Extract exactly and only the lines of the data below, starting at the line with "pub fn cosine_similarity(a: &[f32], b: &[f32])" and stopping after the final line.

------ SOURCE DATA ------

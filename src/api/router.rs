use axum::{middleware, routing::get, Router};
use tower_http::trace::TraceLayer;

use super::health;
use super::middleware::{logging_middleware, metrics_middleware, rate_limit_middleware};
use super::proxy::proxy_handler;
use super::state::AppState;
use crate::infrastructure::observability::{create_metrics_router, PrometheusMetrics};

/// Build the gateway router
///
/// Operational routes are matched first and skip the rate limiter; every
/// other request falls through to the proxy. Layer order from the outside
/// in: trace, request logging, metrics, rate limiter, proxy.
pub fn create_router(state: AppState, metrics: Option<(PrometheusMetrics, String)>) -> Router {
    let proxy = Router::new()
        .fallback(proxy_handler)
        .layer(middleware::from_fn_with_state(
            state.clone(),
            rate_limit_middleware,
        ));

    let mut router = Router::new()
        .route("/health", get(health::health_check))
        .route("/ready", get(health::ready_check))
        .route("/live", get(health::live_check))
        .merge(proxy)
        .with_state(state);

    if let Some((metrics, path)) = metrics {
        router = router.merge(create_metrics_router(metrics, &path));
    }

    router
        .layer(middleware::from_fn(metrics_middleware))
        .layer(middleware::from_fn(logging_middleware))
        .layer(TraceLayer::new_for_http())
}

#[cfg(test)]
mod tests {
    use super::*;
    use std::sync::Arc;
    use std::time::Duration;

    use axum::body::{to_bytes, Body};
    use axum::http::{header, HeaderMap, Method, Request, StatusCode};
    use bytes::Bytes;
    use tower::ServiceExt;

    use crate::domain::embedding::MockEmbeddingProvider;
    use crate::domain::gateway::{MockUpstreamTransport, UpstreamResponse, CACHE_HIT_HEADER};
    use crate::domain::rate_limit::RateLimitConfig;
    use crate::domain::store::{KeyValueStore, UnavailableStore};
    use crate::domain::DomainError;
    use crate::infrastructure::cache::{CacheManager, CacheManagerConfig};
    use crate::infrastructure::rate_limit::RateLimiter;
    use crate::infrastructure::services::GatewayService;
    use crate::infrastructure::store::InMemoryStore;
    use crate::infrastructure::upstream::{RequestDirector, RetryConfig, RetryingTransport};
    use crate::infrastructure::vector::KvVectorStore;
    use crate::infrastructure::write_back::{WriteBackConfig, WriteBackQueue};

    const CHAT_BODY: &str = r#"{"model":"gpt-4o","messages":[{"role":"user","content":"hi"}]}"#;
    const COMPLETION: &str = r#"{"choices":[{"message":{"content":"hello"}}]}"#;

    fn app(
        store: Arc<dyn KeyValueStore>,
        transport: MockUpstreamTransport,
        embeddings: MockEmbeddingProvider,
        rate_limit: RateLimitConfig,
    ) -> (Router, AppState) {
        let cache = Arc::new(CacheManager::new(
            store.clone(),
            Arc::new(KvVectorStore::new(store.clone())),
            Arc::new(embeddings),
            CacheManagerConfig::default(),
        ));
        let write_back = Arc::new(WriteBackQueue::start(
            cache.clone(),
            WriteBackConfig::default(),
        ));
        let gateway = GatewayService::new(
            cache,
            RetryingTransport::new(
                Arc::new(transport),
                RetryConfig::new(1, Duration::from_millis(1)),
            ),
            RequestDirector::new("https://api.example.com", "sk-upstream").unwrap(),
            write_back,
        );
        let state = AppState::new(
            Arc::new(gateway),
            Arc::new(RateLimiter::new(store.clone(), rate_limit)),
            store,
        );

        (create_router(state.clone(), None), state)
    }

    fn upstream_ok(times: usize) -> MockUpstreamTransport {
        let mut transport = MockUpstreamTransport::new();
        transport.expect_send().times(times).returning(|_| {
            let mut headers = HeaderMap::new();
            headers.insert(header::CONTENT_TYPE, "application/json".parse().unwrap());
            Ok(UpstreamResponse::new(
                StatusCode::OK,
                headers,
                Bytes::from_static(COMPLETION.as_bytes()),
            ))
        });
        transport
    }

    fn chat_request() -> Request<Body> {
        Request::builder()
            .method(Method::POST)
            .uri("/v1/chat/completions")
            .header(header::CONTENT_TYPE, "application/json")
            .body(Body::from(CHAT_BODY))
            .unwrap()
    }

    fn get_request(uri: &str) -> Request<Body> {
        Request::builder().uri(uri).body(Body::empty()).unwrap()
    }

    async fn body_json(response: axum::response::Response) -> serde_json::Value {
        let bytes = to_bytes(response.into_body(), usize::MAX).await.unwrap();
        serde_json::from_slice(&bytes).unwrap()
    }

    #[tokio::test]
    async fn test_health_endpoints() {
        let (router, _) = app(
            Arc::new(InMemoryStore::new()),
            MockUpstreamTransport::new(),
            MockEmbeddingProvider::new(8),
            RateLimitConfig::default(),
        );

        let response = router.clone().oneshot(get_request("/health")).await.unwrap();
        assert_eq!(response.status(), StatusCode::OK);
        assert_eq!(body_json(response).await["status"], "healthy");

        let response = router.clone().oneshot(get_request("/live")).await.unwrap();
        assert_eq!(response.status(), StatusCode::OK);

        let response = router.oneshot(get_request("/ready")).await.unwrap();
        assert_eq!(response.status(), StatusCode::OK);
    }

    #[tokio::test]
    async fn test_ready_fails_without_store() {
        let (router, _) = app(
            Arc::new(UnavailableStore),
            MockUpstreamTransport::new(),
            MockEmbeddingProvider::new(8),
            RateLimitConfig::default(),
        );

        let response = router.oneshot(get_request("/ready")).await.unwrap();

        assert_eq!(response.status(), StatusCode::SERVICE_UNAVAILABLE);
        assert_eq!(body_json(response).await["checks"][0]["name"], "store");
    }

    #[tokio::test]
    async fn test_repeated_prompt_served_from_cache() {
        let (router, state) = app(
            Arc::new(InMemoryStore::new()),
            upstream_ok(1),
            MockEmbeddingProvider::new(8),
            RateLimitConfig::default(),
        );

        let response = router.clone().oneshot(chat_request()).await.unwrap();
        assert_eq!(response.status(), StatusCode::OK);
        assert_eq!(response.headers()[CACHE_HIT_HEADER], "false");
        assert_eq!(response.headers()["x-ratelimit-limit"], "5");
        assert_eq!(response.headers()["x-ratelimit-remaining"], "4");

        // Let the write-back land before asking again
        assert!(state.gateway.write_back().shutdown().await);

        let response = router.oneshot(chat_request()).await.unwrap();
        assert_eq!(response.status(), StatusCode::OK);
        assert_eq!(response.headers()[CACHE_HIT_HEADER], "true");
        assert_eq!(response.headers()["x-cache-tier"], "exact");

        let body = to_bytes(response.into_body(), usize::MAX).await.unwrap();
        assert_eq!(body, Bytes::from_static(COMPLETION.as_bytes()));
    }

    #[tokio::test]
    async fn test_rate_limit_rejects_over_budget() {
        let (router, _) = app(
            Arc::new(InMemoryStore::new()),
            upstream_ok(2),
            MockEmbeddingProvider::new(8),
            RateLimitConfig::new(2, Duration::from_secs(60)),
        );

        for _ in 0..2 {
            let response = router.clone().oneshot(get_request("/v1/models")).await.unwrap();
            assert_eq!(response.status(), StatusCode::OK);
        }

        let response = router.clone().oneshot(get_request("/v1/models")).await.unwrap();
        assert_eq!(response.status(), StatusCode::TOO_MANY_REQUESTS);
        assert!(response.headers().contains_key(header::RETRY_AFTER));
        assert_eq!(response.headers()["x-ratelimit-remaining"], "0");
        assert_eq!(body_json(response).await["error"]["type"], "rate_limit_error");

        // Operational routes are not counted
        let response = router.oneshot(get_request("/health")).await.unwrap();
        assert_eq!(response.status(), StatusCode::OK);
    }

    #[tokio::test]
    async fn test_store_outage_fails_closed() {
        let (router, _) = app(
            Arc::new(UnavailableStore),
            MockUpstreamTransport::new(),
            MockEmbeddingProvider::new(8),
            RateLimitConfig::default(),
        );

        let response = router.oneshot(chat_request()).await.unwrap();

        assert_eq!(response.status(), StatusCode::TOO_MANY_REQUESTS);
    }

    #[tokio::test]
    async fn test_upstream_failure_is_bad_gateway() {
        let mut transport = MockUpstreamTransport::new();
        transport
            .expect_send()
            .times(2)
            .returning(|_| Err(DomainError::upstream("connection refused")));

        let (router, _) = app(
            Arc::new(InMemoryStore::new()),
            transport,
            MockEmbeddingProvider::new(8),
            RateLimitConfig::default(),
        );

        let response = router.oneshot(chat_request()).await.unwrap();

        assert_eq!(response.status(), StatusCode::BAD_GATEWAY);
        assert_eq!(body_json(response).await["error"]["type"], "upstream_error");
    }

    #[tokio::test]
    async fn test_embedding_failure_does_not_change_response() {
        let (router, _) = app(
            Arc::new(InMemoryStore::new()),
            upstream_ok(1),
            MockEmbeddingProvider::new(8).with_error("embedding service down"),
            RateLimitConfig::default(),
        );

        let response = router.oneshot(chat_request()).await.unwrap();

        assert_eq!(response.status(), StatusCode::OK);
        assert_eq!(response.headers()[CACHE_HIT_HEADER], "false");
        let body = to_bytes(response.into_body(), usize::MAX).await.unwrap();
        assert_eq!(body, Bytes::from_static(COMPLETION.as_bytes()));
    }
}
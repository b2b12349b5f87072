//! Upstream infrastructure - forwarding, retries and request rewriting

mod director;
mod http_transport;
mod retry;

pub use director::{strip_hop_by_hop, RequestDirector};
pub use http_transport::ReqwestTransport;
pub use retry::{RetryConfig, RetryingTransport};
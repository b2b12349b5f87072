//! Request logging middleware
//!
//! Outermost layer of the gateway stack, so the logged status and latency
//! include rate-limit rejections and cache hits alike.

use std::time::Instant;

use axum::{
    body::Body,
    http::{HeaderMap, HeaderValue, Request},
    middleware::Next,
    response::Response,
};
use tracing::info;

use crate::domain::gateway::CACHE_HIT_HEADER;

pub const REQUEST_ID_HEADER: &str = "x-request-id";

/// Log one line per request with the cache marker set by the proxy.
///
/// A generated request id is written back onto the request so the proxy
/// and the upstream see the same id. `TraceLayer` already owns the request
/// span; this middleware only emits events into it.
pub async fn logging_middleware(mut request: Request<Body>, next: Next) -> Response {
    let start = Instant::now();
    let method = request.method().clone();
    let path = request.uri().path().to_string();
    let request_id = extract_request_id(request.headers());

    if !request.headers().contains_key(REQUEST_ID_HEADER) {
        if let Ok(value) = HeaderValue::from_str(&request_id) {
            request.headers_mut().insert(REQUEST_ID_HEADER, value);
        }
    }

    info!(
        method = %method,
        path = %path,
        request_id = %request_id,
        headers = %redact_headers(request.headers()),
        "Incoming request"
    );

    let response = next.run(request).await;

    let cache_hit = response
        .headers()
        .get(CACHE_HIT_HEADER)
        .and_then(|v| v.to_str().ok())
        .unwrap_or("-");

    info!(
        method = %method,
        path = %path,
        status = response.status().as_u16(),
        latency_ms = start.elapsed().as_millis() as u64,
        cache_hit = %cache_hit,
        request_id = %request_id,
        "Request completed"
    );

    response
}

/// Incoming request id, or a fresh one
pub fn extract_request_id(headers: &HeaderMap) -> String {
    headers
        .get(REQUEST_ID_HEADER)
        .and_then(|v| v.to_str().ok())
        .filter(|v| !v.is_empty())
        .map(|s| s.to_string())
        .unwrap_or_else(|| uuid::Uuid::new_v4().to_string())
}

fn redact_headers(headers: &HeaderMap) -> String {
    headers
        .iter()
        .filter(|(name, _)| should_log_header(name.as_str()))
        .map(|(name, value)| {
            let value = if is_sensitive_header(name.as_str()) {
                "[REDACTED]"
            } else {
                value.to_str().unwrap_or("[invalid]")
            };
            format!("{}={}", name, value)
        })
        .collect::<Vec<_>>()
        .join(", ")
}

fn is_sensitive_header(name: &str) -> bool {
    matches!(
        name,
        "authorization" | "x-api-key" | "cookie" | "proxy-authorization"
    )
}

fn should_log_header(name: &str) -> bool {
    matches!(
        name,
        "content-type"
            | "content-length"
            | "user-agent"
            | "x-request-id"
            | "x-forwarded-for"
            | "authorization"
            | "x-api-key"
    )
}
//! Application configuration

mod app_config;

pub use app_config::{
    AppConfig, CacheConfig, EmbeddingConfig, LogFormat, LoggingConfig, ServerConfig,
    StoreSettings, UpstreamConfig, WriteBackSettings,
};
//! Binary vector encoding for store persistence
//!
//! Each element is a little-endian IEEE-754 f32, packed with no padding.

use crate::domain::DomainError;

const F32_WIDTH: usize = std::mem::size_of::<f32>();

/// Encode a vector into little-endian packed bytes
pub fn encode(vector: &[f32]) -> Vec<u8> {
    let mut bytes = Vec::with_capacity(vector.len() * F32_WIDTH);

    for value in vector {
        bytes.extend_from_slice(&value.to_le_bytes());
    }

    bytes
}

/// Decode little-endian packed bytes into a vector
///
/// A trailing partial chunk (fewer than 4 bytes) is ignored.
pub fn decode(bytes: &[u8]) -> Vec<f32> {
    bytes
        .chunks_exact(F32_WIDTH)
        .map(|chunk| f32::from_le_bytes([chunk[0], chunk[1], chunk[2], chunk[3]]))
        .collect()
}

/// Decode bytes, rejecting input whose length is not a multiple of 4
pub fn try_decode(bytes: &[u8]) -> Result<Vec<f32>, DomainError> {
    if bytes.len() % F32_WIDTH != 0 {
        return Err(DomainError::validation(format!(
            "Encoded vector length {} is not a multiple of {}",
            bytes.len(),
            F32_WIDTH
        )));
    }

    Ok(decode(bytes))
}

#[cfg(test)]
mod tests {
    use super::*;

    #[test]
    fn test_encode_layout() {
        let bytes = encode(&[1.0, -2.5]);

        assert_eq!(bytes.len(), 8);
        assert_eq!(&bytes[0..4], &1.0f32.to_le_bytes());
        assert_eq!(&bytes[4..8], &(-2.5f32).to_le_bytes());
    }

    #[test]
    fn test_round_trip() {
        let vector = vec![
            0.0,
            -0.0,
            1.5,
            -3.25e-7,
            f32::MAX,
            f32::MIN_POSITIVE,
            f32::INFINITY,
        ];

        let decoded = decode(&encode(&vector));

        assert_eq!(decoded.len(), vector.len());
        for (a, b) in vector.iter().zip(decoded.iter()) {
            assert_eq!(a.to_bits(), b.to_bits());
        }
    }

    #[test]
    fn test_round_trip_preserves_nan_bits() {
        let nan = f32::from_bits(0x7fc0_0001);
        let decoded = decode(&encode(&[nan]));

        assert_eq!(decoded[0].to_bits(), nan.to_bits());
    }

    #[test]
    fn test_encode_empty() {
        assert!(encode(&[]).is_empty());
        assert!(decode(&[]).is_empty());
    }

    #[test]
    fn test_decode_ignores_partial_chunk() {
        let mut bytes = encode(&[4.0]);
        bytes.push(0xff);

        assert_eq!(decode(&bytes), vec![4.0]);
    }

    #[test]
    fn test_try_decode_rejects_misaligned() {
        let result = try_decode(&[0u8, 1, 2]);
        assert!(result.is_err());

        let ok = try_decode(&encode(&[0.25, 0.5])).unwrap();
        assert_eq!(ok, vec![0.25, 0.5]);
    }
}
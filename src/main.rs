use clap::Parser;
use pmp_ai_gateway::cli::{self, Cli, Command};

#[tokio::main]
async fn main() -> anyhow::Result<()> {
    let cli = Cli::parse();

    match cli.command() {
        Command::Serve(args) => cli::serve::run(args).await,
    }
}
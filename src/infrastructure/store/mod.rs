//! Store infrastructure - Key-value store backends

mod factory;
mod in_memory;
mod redis;

pub use factory::{StoreConfig, StoreFactory, StoreType};
pub use in_memory::InMemoryStore;
pub use self::redis::{RedisStore, RedisStoreConfig};
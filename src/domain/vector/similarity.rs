//! Cosine similarity between embedding vectors

/// Calculate cosine similarity between two vectors
///
/// Returns 0.0 when the lengths differ, either vector is empty, or either
/// vector has zero magnitude. Degenerate inputs are non-matches, never errors.
pub fn cosine_similarity(a: &[f32], b: &[f32]) -> f32 {
    if a.len() != b.len() || a.is_empty() {
        return 0.0;
    }

    let mut dot_product = 0.0f64;
    let mut norm_a = 0.0f64;
    let mut norm_b = 0.0f64;

    for (x, y) in a.iter().zip(b.iter()) {
        let (x, y) = (f64::from(*x), f64::from(*y));
        dot_product += x * y;
        norm_a += x * x;
        norm_b += y * y;
    }

    if norm_a == 0.0 || norm_b == 0.0 {
        return 0.0;
    }

    let similarity = dot_product / (norm_a.sqrt() * norm_b.sqrt());

    similarity.clamp(-1.0, 1.0) as f32
}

------

* **ANSWER BOX**:
pub fn cosine_similarity(a: &[f32], b: &[f32]) -> f32 {
    if a.len() != b.len() || a.is_empty() {
        return 0.0;
    }

    let mut dot_product = 0.0f64;
    let mut norm_a = 0.0f64;
    let mut norm_b = 0.0f64;

    for (x, y) in a.iter().zip(b.iter()) {
        let (x, y) = (f64::from(*x), f64::from(*y));
        dot_product += x * y;
        norm_a += x * x;
        norm_b += y * y;
    }

    if norm_a == 0.0 || norm_b == 0.0 {
        return 0.0;
    }

    let similarity = dot_product / (norm_a.sqrt() * norm_b.sqrt());

    similarity.clamp(-1.0, 1.0) as f32
}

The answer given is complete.